◆ **Your assignment**: Repeat the records below exactly, line for line.

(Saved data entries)
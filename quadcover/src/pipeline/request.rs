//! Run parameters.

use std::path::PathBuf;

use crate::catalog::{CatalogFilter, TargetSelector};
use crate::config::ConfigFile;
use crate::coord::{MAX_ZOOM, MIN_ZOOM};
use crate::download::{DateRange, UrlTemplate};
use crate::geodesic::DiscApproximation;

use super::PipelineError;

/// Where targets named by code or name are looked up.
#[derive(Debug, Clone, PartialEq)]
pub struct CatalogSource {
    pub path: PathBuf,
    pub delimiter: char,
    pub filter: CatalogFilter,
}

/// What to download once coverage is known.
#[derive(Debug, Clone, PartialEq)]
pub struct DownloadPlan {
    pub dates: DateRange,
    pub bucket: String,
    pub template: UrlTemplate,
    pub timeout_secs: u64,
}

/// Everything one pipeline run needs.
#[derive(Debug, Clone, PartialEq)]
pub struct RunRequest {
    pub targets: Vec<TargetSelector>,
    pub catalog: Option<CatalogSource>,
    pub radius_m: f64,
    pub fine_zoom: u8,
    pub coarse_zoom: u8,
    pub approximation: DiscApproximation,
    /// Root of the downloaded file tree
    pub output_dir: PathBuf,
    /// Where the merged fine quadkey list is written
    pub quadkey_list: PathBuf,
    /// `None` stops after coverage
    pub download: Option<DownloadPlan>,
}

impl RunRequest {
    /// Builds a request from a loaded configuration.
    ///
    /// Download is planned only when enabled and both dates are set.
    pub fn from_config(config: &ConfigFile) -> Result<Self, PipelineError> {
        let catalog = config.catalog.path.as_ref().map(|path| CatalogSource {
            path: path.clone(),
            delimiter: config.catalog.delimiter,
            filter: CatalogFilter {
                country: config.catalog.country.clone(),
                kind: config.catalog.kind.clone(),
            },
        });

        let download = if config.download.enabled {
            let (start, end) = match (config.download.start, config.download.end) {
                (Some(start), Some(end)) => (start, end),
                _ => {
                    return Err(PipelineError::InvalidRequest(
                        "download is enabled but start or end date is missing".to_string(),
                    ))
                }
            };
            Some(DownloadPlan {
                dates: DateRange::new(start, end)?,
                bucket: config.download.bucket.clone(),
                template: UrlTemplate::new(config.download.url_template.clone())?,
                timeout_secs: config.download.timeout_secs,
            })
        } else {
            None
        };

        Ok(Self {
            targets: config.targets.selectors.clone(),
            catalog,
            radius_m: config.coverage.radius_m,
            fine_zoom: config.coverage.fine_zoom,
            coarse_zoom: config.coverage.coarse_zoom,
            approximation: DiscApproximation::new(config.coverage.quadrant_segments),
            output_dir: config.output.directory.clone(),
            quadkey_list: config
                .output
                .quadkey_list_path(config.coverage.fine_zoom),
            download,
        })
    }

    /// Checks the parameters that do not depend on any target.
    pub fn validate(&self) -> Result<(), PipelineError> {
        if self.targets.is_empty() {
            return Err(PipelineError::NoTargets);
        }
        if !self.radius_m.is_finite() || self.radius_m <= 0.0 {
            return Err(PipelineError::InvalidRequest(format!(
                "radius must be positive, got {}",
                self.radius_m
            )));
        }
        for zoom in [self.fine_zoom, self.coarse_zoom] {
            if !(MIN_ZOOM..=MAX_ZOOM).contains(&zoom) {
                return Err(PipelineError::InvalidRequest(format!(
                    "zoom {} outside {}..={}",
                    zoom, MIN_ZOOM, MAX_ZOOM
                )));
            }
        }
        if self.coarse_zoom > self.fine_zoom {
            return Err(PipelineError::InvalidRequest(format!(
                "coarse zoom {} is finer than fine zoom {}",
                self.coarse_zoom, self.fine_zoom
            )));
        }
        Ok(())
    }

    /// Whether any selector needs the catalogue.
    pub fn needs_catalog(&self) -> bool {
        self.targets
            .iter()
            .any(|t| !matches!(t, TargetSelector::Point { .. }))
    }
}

◆ **Result of the exercise**:
filename quadcover/src/pipeline/request.rs
//! Run parameters.

use std::path::PathBuf;

use crate::catalog::{CatalogFilter, TargetSelector};
use crate::config::ConfigFile;
use crate::coord::{MAX_ZOOM, MIN_ZOOM};
use crate::download::{DateRange, UrlTemplate};
use crate::geodesic::DiscApproximation;

use super::PipelineError;

/// Where targets named by code or name are looked up.
#[derive(Debug, Clone, PartialEq)]
pub struct CatalogSource {
    pub path: PathBuf,
    pub delimiter: char,
    pub filter: CatalogFilter,
}

/// What to download once coverage is known.
#[derive(Debug, Clone, PartialEq)]
pub struct DownloadPlan {
    pub dates: DateRange,
    pub bucket: String,
    pub template: UrlTemplate,
    pub timeout_secs: u64,
}

/// Everything one pipeline run needs.
#[derive(Debug, Clone, PartialEq)]
pub struct RunRequest {
    pub targets: Vec<TargetSelector>,
    pub catalog: Option<CatalogSource>,
    pub radius_m: f64,
    pub fine_zoom: u8,
    pub coarse_zoom: u8,
    pub approximation: DiscApproximation,
    /// Root of the downloaded file tree
    pub output_dir: PathBuf,
    /// Where the merged fine quadkey list is written
    pub quadkey_list: PathBuf,
    /// `None` stops after coverage
    pub download: Option<DownloadPlan>,
}

impl RunRequest {
    /// Builds a request from a loaded configuration.
    ///
    /// Download is planned only when enabled and both dates are set.
    pub fn from_config(config: &ConfigFile) -> Result<Self, PipelineError> {
        let catalog = config.catalog.path.as_ref().map(|path| CatalogSource {
            path: path.clone(),
            delimiter: config.catalog.delimiter,
            filter: CatalogFilter {
                country: config.catalog.country.clone(),
                kind: config.catalog.kind.clone(),
            },
        });

        let download = if config.download.enabled {
            let (start, end) = match (config.download.start, config.download.end) {
                (Some(start), Some(end)) => (start, end),
                _ => {
                    return Err(PipelineError::InvalidRequest(
                        "download is enabled but start or end date is missing".to_string(),
                    ))
                }
            };
            Some(DownloadPlan {
                dates: DateRange::new(start, end)?,
                bucket: config.download.bucket.clone(),
                template: UrlTemplate::new(config.download.url_template.clone())?,
                timeout_secs: config.download.timeout_secs,
            })
        } else {
            None
        };

        Ok(Self {
            targets: config.targets.selectors.clone(),
            catalog,
            radius_m: config.coverage.radius_m,
            fine_zoom: config.coverage.fine_zoom,
            coarse_zoom: config.coverage.coarse_zoom,
            approximation: DiscApproximation::new(config.coverage.quadrant_segments),
            output_dir: config.output.directory.clone(),
            quadkey_list: config
                .output
                .quadkey_list_path(config.coverage.fine_zoom),
            download,
        })
    }

    /// Checks the parameters that do not depend on any target.
    pub fn validate(&self) -> Result<(), PipelineError> {
        if self.targets.is_empty() {
            return Err(PipelineError::NoTargets);
        }
        if !self.radius_m.is_finite() || self.radius_m <= 0.0 {
            return Err(PipelineError::InvalidRequest(format!(
                "radius must be positive, got {}",
                self.radius_m
            )));
        }
        for zoom in [self.fine_zoom, self.coarse_zoom] {
            if !(MIN_ZOOM..=MAX_ZOOM).contains(&zoom) {
                return Err(PipelineError::InvalidRequest(format!(
                    "zoom {} outside {}..={}",
                    zoom, MIN_ZOOM, MAX_ZOOM
                )));
            }
        }
        if self.coarse_zoom > self.fine_zoom {
            return Err(PipelineError::InvalidRequest(format!(
                "coarse zoom {} is finer than fine zoom {}",
                self.coarse_zoom, self.fine_zoom
            )));
        }
        Ok(())
    }

    /// Whether any selector needs the catalogue.
    pub fn needs_catalog(&self) -> bool {
        self.targets
            .iter()
            .any(|t| !matches!(t, TargetSelector::Point { .. }))
    }
}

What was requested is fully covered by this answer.